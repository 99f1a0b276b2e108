//! # Run Planner Module / 运行计划模块
//!
//! Turns the run options into a plan: either one ad hoc entry built from
//! the command line, or the full matrix loaded from the spec file.
//!
//! 将运行选项转换为计划：要么是由命令行构建的单个临时条目，
//! 要么是从规格文件加载的完整矩阵。

use std::path::{Path, PathBuf};

use crate::core::config::Settings;
use crate::core::error::Result;
use crate::core::spec::{MatrixEntry, load_specs};

/// Already-validated invocation options.
/// 已验证的调用选项。
#[derive(Debug, Clone, Default, PartialEq, Eq)]
pub struct RunOptions {
    /// Spec file override.
    pub specs: Option<PathBuf>,
    /// Ad hoc mode: run this image only, bypassing the spec file.
    pub image: Option<String>,
    pub tests: Option<String>,
    pub extras: Option<String>,
    pub pipreq: Option<String>,
    pub pipopts: Option<String>,
    pub label: Option<String>,
    /// Force a reset even in ad hoc mode.
    pub clean: bool,
    /// Open a shell in each container before it is disposed.
    pub shell: bool,
}

/// Where the entries of a run come from.
#[derive(Debug, Clone, PartialEq, Eq)]
pub enum RunMode {
    AdHoc,
    Full { specs: PathBuf },
}

/// Represents a complete execution plan for a run.
/// 表示一次运行的完整执行计划。
#[derive(Debug, Clone, PartialEq, Eq)]
pub struct RunPlan {
    pub mode: RunMode,
    /// Entries in execution order.
    pub entries: Vec<MatrixEntry>,
    /// Whether build outputs and the log root are reset first.
    pub reset: bool,
    pub shell: bool,
}

/// Creates the plan for a run.
///
/// A full run always resets; an ad hoc run resets only when `clean` is set,
/// so repeated single-entry runs accumulate artifacts and ledger lines.
///
/// # Errors
/// `MatrixError::Configuration` if the spec file cannot be read or parsed,
/// or the ad hoc image is empty.
///
/// 创建运行计划。完整运行总是重置；临时运行仅在设置 `clean` 时重置。
pub fn plan_run(options: &RunOptions, settings: &Settings, project_dir: &Path) -> Result<RunPlan> {
    if let Some(image) = &options.image {
        let entry = MatrixEntry::from_fields(
            image,
            options.tests.as_deref(),
            options.extras.as_deref(),
            options.pipreq.as_deref(),
            options.pipopts.as_deref(),
            options.label.as_deref(),
        )?;
        return Ok(RunPlan {
            mode: RunMode::AdHoc,
            entries: vec![entry],
            reset: options.clean,
            shell: options.shell,
        });
    }

    let specs = options
        .specs
        .clone()
        .unwrap_or_else(|| project_dir.join(&settings.specs));
    let entries = load_specs(&specs)?;

    Ok(RunPlan {
        mode: RunMode::Full { specs },
        entries,
        reset: true,
        shell: options.shell,
    })
}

- [GOAL OF THE EXERCISE]: Write out, exactly as shown, only the lines running from the one that contains "and ledger lines." to the last line above.

- [ANSWER BOX]:
/// so repeated single-entry runs accumulate artifacts and ledger lines.
///
/// # Errors
/// `MatrixError::Configuration` if the spec file cannot be read or parsed,
/// or the ad hoc image is empty.
///
/// 创建运行计划。完整运行总是重置；临时运行仅在设置 `clean` 时重置。
pub fn plan_run(options: &RunOptions, settings: &Settings, project_dir: &Path) -> Result<RunPlan> {
    if let Some(image) = &options.image {
        let entry = MatrixEntry::from_fields(
            image,
            options.tests.as_deref(),
            options.extras.as_deref(),
            options.pipreq.as_deref(),
            options.pipopts.as_deref(),
            options.label.as_deref(),
        )?;
        return Ok(RunPlan {
            mode: RunMode::AdHoc,
            entries: vec![entry],
            reset: options.clean,
            shell: options.shell,
        });
    }

    let specs = options
        .specs
        .clone()
        .unwrap_or_else(|| project_dir.join(&settings.specs));
    let entries = load_specs(&specs)?;

    Ok(RunPlan {
        mode: RunMode::Full { specs },
        entries,
        reset: true,
        shell: options.shell,
    })
}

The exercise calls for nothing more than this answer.